Fragmented media vs. broadcast media
The most important, and obvious advantage for governments in this new media landscape is that they can reach more specific audiences. Targeting has improved significantly in the past years. It’s the age of the right message at the right time, with measured results. During the broadcast age, you were basically taking a bit of a gamble. Let’s take a TV appearance for example. Based on researches, you knew that at a certain show or hour, you had a specific audience. This method was somewhat accurate, but there were no guarantees. This means that you were putting most of your eggs in the I-hope-the-viewers-pass-it-along basket.
Targeting has become so precise today that you can actually buy behavior rather than context. This means that instead of targeting someone who is likely to take a certain action, through behavioral advertising you can focus your information/advertisement towards someone who has already shown interest and taken action. For instance, instead of showing the “I Want You For U.S. Army” advertisement to age appropriate groups, you can show it to people who have actually shown interest for army related topics (e.g. news, training videos, official army website).
The only possible disadvantage would be that obtaining real success in fragmented media is more challenging. Government teams need to be more precise than ever. In marketing there is a fine line between money well spent and waste of taxpayers’ dollars.
The general belief is that governments should use media only when it’s truly needed, when there’s important public information. This rule has also changed. Generating engagement and receiving feedback have become very important.
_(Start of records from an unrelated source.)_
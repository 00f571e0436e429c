//! Near-Earth asteroid feed rendering
//!
//! Renders today's close approaches in fixed-width columns with the hazard
//! flag highlighted, plus the loading and error states for the feed.

use ratatui::{
    layout::Rect,
    style::{Color, Modifier, Style},
    text::{Line, Span},
    widgets::{Block, Borders, Paragraph},
    Frame,
};

use crate::app::App;
use crate::data::NeoObject;

/// Maximum characters of an asteroid name shown in the table
const NAME_WIDTH: usize = 24;

/// Renders the asteroid feed screen
///
/// # Arguments
/// * `frame` - The ratatui Frame to render to
/// * `app` - The application state containing the feed fetch state
/// * `area` - The content area below the tab bar
pub fn render(frame: &mut Frame, app: &App, area: Rect) {
    let block = Block::default()
        .title(" Near-Earth Asteroids ")
        .borders(Borders::ALL)
        .border_style(Style::default().fg(Color::Cyan));
    let inner = block.inner(area);
    frame.render_widget(block, area);

    if app.neo.loading {
        let paragraph = Paragraph::new("Loading…").style(Style::default().fg(Color::Cyan));
        frame.render_widget(paragraph, inner);
        return;
    }

    if let Some(message) = &app.neo.error {
        let paragraph = Paragraph::new(message.clone()).style(Style::default().fg(Color::Red));
        frame.render_widget(paragraph, inner);
        return;
    }

    let Some(feed) = &app.neo.data else {
        return;
    };

    let Some((date, objects)) = feed.first_date() else {
        let paragraph =
            Paragraph::new("No asteroid data.").style(Style::default().fg(Color::Gray));
        frame.render_widget(paragraph, inner);
        return;
    };

    let mut lines = vec![
        Line::from(vec![
            Span::styled("Asteroids for ", Style::default().fg(Color::Gray)),
            Span::styled(
                date.to_string(),
                Style::default()
                    .fg(Color::White)
                    .add_modifier(Modifier::BOLD),
            ),
        ]),
        Line::from(""),
        Line::from(Span::styled(
            format!(
                "{:<24} {:>10} {:>14} {:>14}  {}",
                "Name", "Diameter", "Distance", "Velocity", "Hazard"
            ),
            Style::default()
                .fg(Color::Cyan)
                .add_modifier(Modifier::BOLD),
        )),
    ];

    // Leave room for the three header lines
    let visible = (inner.height as usize).saturating_sub(3);
    for object in objects.iter().take(visible) {
        lines.push(asteroid_line(object));
    }

    frame.render_widget(Paragraph::new(lines), inner);
}

/// Builds a single asteroid row
fn asteroid_line(object: &NeoObject) -> Line<'static> {
    let name: String = object.name.chars().take(NAME_WIDTH).collect();
    let diameter = format!("{:.1} m", object.average_diameter_m());
    let distance = object
        .miss_distance_km()
        .map(|km| format!("{:.0} km", km))
        .unwrap_or_else(|| "--".to_string());
    let velocity = object
        .velocity_kmh()
        .map(|kmh| format!("{:.0} km/h", kmh))
        .unwrap_or_else(|| "--".to_string());

    let (hazard, hazard_style) = if object.is_potentially_hazardous_asteroid {
        ("Yes", Style::default().fg(Color::Red))
    } else {
        ("No", Style::default().fg(Color::Green))
    };

    Line::from(vec![
        Span::styled(
            format!("{:<24} ", name),
            Style::default().fg(Color::White),
        ),
        Span::styled(format!("{:>10} ", diameter), Style::default().fg(Color::Gray)),
        Span::styled(
            format!("{:>14} ", distance),
            Style::default().fg(Color::Gray),
        ),
        Span::styled(
            format!("{:>14}  ", velocity),
            Style::default().fg(Color::Gray),
        ),
        Span::styled(hazard, hazard_style),
    ])
}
It’s sort of a help me help you situation.
Improve their audience reach in 3 steps
1. Shift audiences toward your own channels. It’s not unpopular for a Government to have a blog, a Twitter account or a Facebook page. Actually, it’s quite recommended. This way of communicating reduces costs. It’s also a welcomed new source for any news related media out there.
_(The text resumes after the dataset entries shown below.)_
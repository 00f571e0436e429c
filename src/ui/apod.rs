//! Picture of the day screen rendering
//!
//! Renders the astronomy picture metadata for the selected date: the date
//! navigation bar, title, media link, and explanation text, along with the
//! loading and error states for the fetch.

use ratatui::{
    layout::{Constraint, Direction, Layout, Rect},
    style::{Color, Modifier, Style},
    text::{Line, Span},
    widgets::{Block, Borders, Paragraph, Wrap},
    Frame,
};

use crate::app::App;

/// Renders the picture of the day screen
///
/// # Arguments
/// * `frame` - The ratatui Frame to render to
/// * `app` - The application state containing the picture fetch state
/// * `area` - The content area below the tab bar
pub fn render(frame: &mut Frame, app: &App, area: Rect) {
    let block = Block::default()
        .title(" Picture of the Day ")
        .borders(Borders::ALL)
        .border_style(Style::default().fg(Color::Cyan));
    let inner = block.inner(area);
    frame.render_widget(block, area);

    let chunks = Layout::default()
        .direction(Direction::Vertical)
        .constraints([
            Constraint::Length(2), // Date navigation
            Constraint::Min(1),    // Picture metadata
        ])
        .split(inner);

    render_date_bar(frame, app, chunks[0]);
    render_picture(frame, app, chunks[1]);
}

/// Renders the date navigation bar with any date guard message
fn render_date_bar(frame: &mut Frame, app: &App, area: Rect) {
    let date_str = app.apod_date.format("%Y-%m-%d").to_string();

    let mut spans = vec![
        Span::styled("\u{25C2} ", Style::default().fg(Color::Yellow)),
        Span::styled(
            date_str,
            Style::default()
                .fg(Color::White)
                .add_modifier(Modifier::BOLD),
        ),
        Span::styled(" \u{25B8}", Style::default().fg(Color::Yellow)),
        Span::styled("  (t for today)", Style::default().fg(Color::DarkGray)),
    ];

    if let Some(message) = &app.apod_date_error {
        spans.push(Span::raw("  "));
        spans.push(Span::styled(
            message.clone(),
            Style::default().fg(Color::Yellow),
        ));
    }

    frame.render_widget(Paragraph::new(Line::from(spans)), area);
}

/// Renders the picture metadata, or the loading/error state
fn render_picture(frame: &mut Frame, app: &App, area: Rect) {
    if app.apod.loading {
        let paragraph = Paragraph::new("Loading…").style(Style::default().fg(Color::Cyan));
        frame.render_widget(paragraph, area);
        return;
    }

    if let Some(message) = &app.apod.error {
        let paragraph = Paragraph::new(message.clone()).style(Style::default().fg(Color::Red));
        frame.render_widget(paragraph, area);
        return;
    }

    let Some(apod) = &app.apod.data else {
        return;
    };

    let mut lines = vec![Line::from(Span::styled(
        apod.title.clone(),
        Style::default()
            .fg(Color::Cyan)
            .add_modifier(Modifier::BOLD),
    ))];

    if let Some(copyright) = &apod.copyright {
        lines.push(Line::from(Span::styled(
            format!("\u{00A9} {}", copyright.trim()),
            Style::default().fg(Color::Gray),
        )));
    }

    // Terminals can't show the picture itself, so link the best variant
    let media = if apod.media_type == "video" {
        format!("Video: {}", apod.url)
    } else {
        format!("Image: {}", apod.best_url())
    };
    lines.push(Line::from(Span::styled(
        media,
        Style::default().fg(Color::DarkGray),
    )));

    let saved = serde_json::to_value(apod)
        .map(|value| app.favorites.contains(&value))
        .unwrap_or(false);
    if saved {
        lines.push(Line::from(Span::styled(
            "\u{2665} Saved to favorites",
            Style::default().fg(Color::Magenta),
        )));
    }

    lines.push(Line::from(""));
    lines.push(Line::from(apod.explanation.clone()));

    let paragraph = Paragraph::new(lines).wrap(Wrap { trim: true });
    frame.render_widget(paragraph, area);
}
Helpful tip: Always have some fresh info up your sleeve, before your live appearances. This way you can direct the audience into finding out more on your website, blog etc.
2. Improve your targeting. This will not only get the message to the right ears, but will actually save you money in the long run. Whether you choose audience buying or just contextual buying, you will have way better results than relying on the falling print market.
Helpful tip: Add target profiling when planning.
3. Take as much decent appearances as you can get. Most TV, radio or online shows would be thrilled to have a public authority on their time slot. In the absolute worst case scenario, you will be forced to sidestep a few uncomfortable questions.
Helpful tip: Check with the PR team/specialist which shows he recommends before deciding anything. You need to reach the right audience in the appropriate setting.